Este mito ha sido planteado recientemente por Irving Kristol, quien identifica la ética libertaria con el hedonismo y asevera que los liberales “veneran el catálogo de Sears Roebuck y todos los estilos de vida alternativa que la afluencia capitalista permite elegir al individuo”.[2] El hecho es que el liberalismo no es ni pretende ser una completa guía moral o ascética, sino sólo una teoría política, esto es, el significado subconjunto de la teoría moral que versa sobre el uso legítimo de la violencia en la vida social. La teoría política se refiere a aquello que debe acometer o no un gobierno, y el gobierno es distinguido de cualquier otro grupo social y caracterizado como la institución de la violencia organizada. El liberalismo sostiene que el único papel legítimo de la violencia es la defensa de la persona y su propiedad contra la agresión, que cualquier uso de la violencia que vaya más allá de esta legítima defensa resulta agresiva en sí misma, injusta y criminal. El liberalismo, por tanto, es una teoría que afirma que cada individuo debe estar libre invasiones violentas, debe tener derecho para hacer lo que quiera excepto agredir a otra persona o la propiedad ajena. Lo que haga una persona con su vida es esencial y de suma importancia, pero es simplemente irrelevante para el liberalismo.

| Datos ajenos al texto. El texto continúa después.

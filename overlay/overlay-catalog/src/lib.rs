//! Product catalog for the barcode overlay.
//!
//! - [`ProductCatalog`] - immutable barcode id to [`ProductRecord`] map with
//!   `O(1)` [`lookup`](ProductCatalog::lookup)
//! - [`PreferenceTag`] / [`PreferenceSet`] - viewer dietary restrictions
//! - [`warnings_for`] - which enabled restrictions a product implicates
//!
//! The catalog is populated at startup, either from the compiled-in table
//! ([`ProductCatalog::builtin`]) or a JSON file, and never changes after.
//!
//! # Example
//!
//! ```
//! use overlay_catalog::{warnings_for, PreferenceSet, PreferenceTag, ProductCatalog};
//!
//! let catalog = ProductCatalog::builtin();
//! let butter = catalog.lookup("6789012345678").unwrap();
//!
//! let prefs = PreferenceSet::from_tags([PreferenceTag::Lactose]);
//! assert_eq!(warnings_for(butter, &prefs), vec!["Lactose".to_string()]);
//! ```

// Safety: Deny unwrap/expect in library code. Tests may use them (workspace warns).
#![cfg_attr(not(test), deny(clippy::unwrap_used, clippy::expect_used))]
#![warn(missing_docs)]
#![warn(clippy::all)]
#![warn(clippy::pedantic)]

mod builtin;
mod catalog;
mod error;
mod preference;
mod record;

pub use catalog::ProductCatalog;
pub use error::{CatalogError, Result};
pub use preference::{PreferenceSet, PreferenceTag, warnings_for};
pub use record::ProductRecord;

Luego no debe sorprender que haya liberales que sean de hecho hedonistas y devotos de estilos de vida alternativos, y que haya también liberales que sean firmes adherentes de la moralidad burguesa convencional o religiosa. Hay liberales libertinos y hay liberales vinculados firmemente a la disciplina de la ley natural o religiosa. Hay otros liberales que no tienen ninguna teoría moral en absoluto aparte del imperativo de la no-violación de derechos. Esto es así porque el liberalismo per se no pregona ninguna teoría moral general o personal. El liberalismo no ofrece un estilo de vida; ofrece libertad, para que cada persona sea libre de adoptar y actuar de acuerdo con sus propios valores y principios morales. Los liberales convienen con Lord Acton en que “la libertad es fin político más alto”, pero no necesariamente el fin más alto en la escala de valores de cada uno.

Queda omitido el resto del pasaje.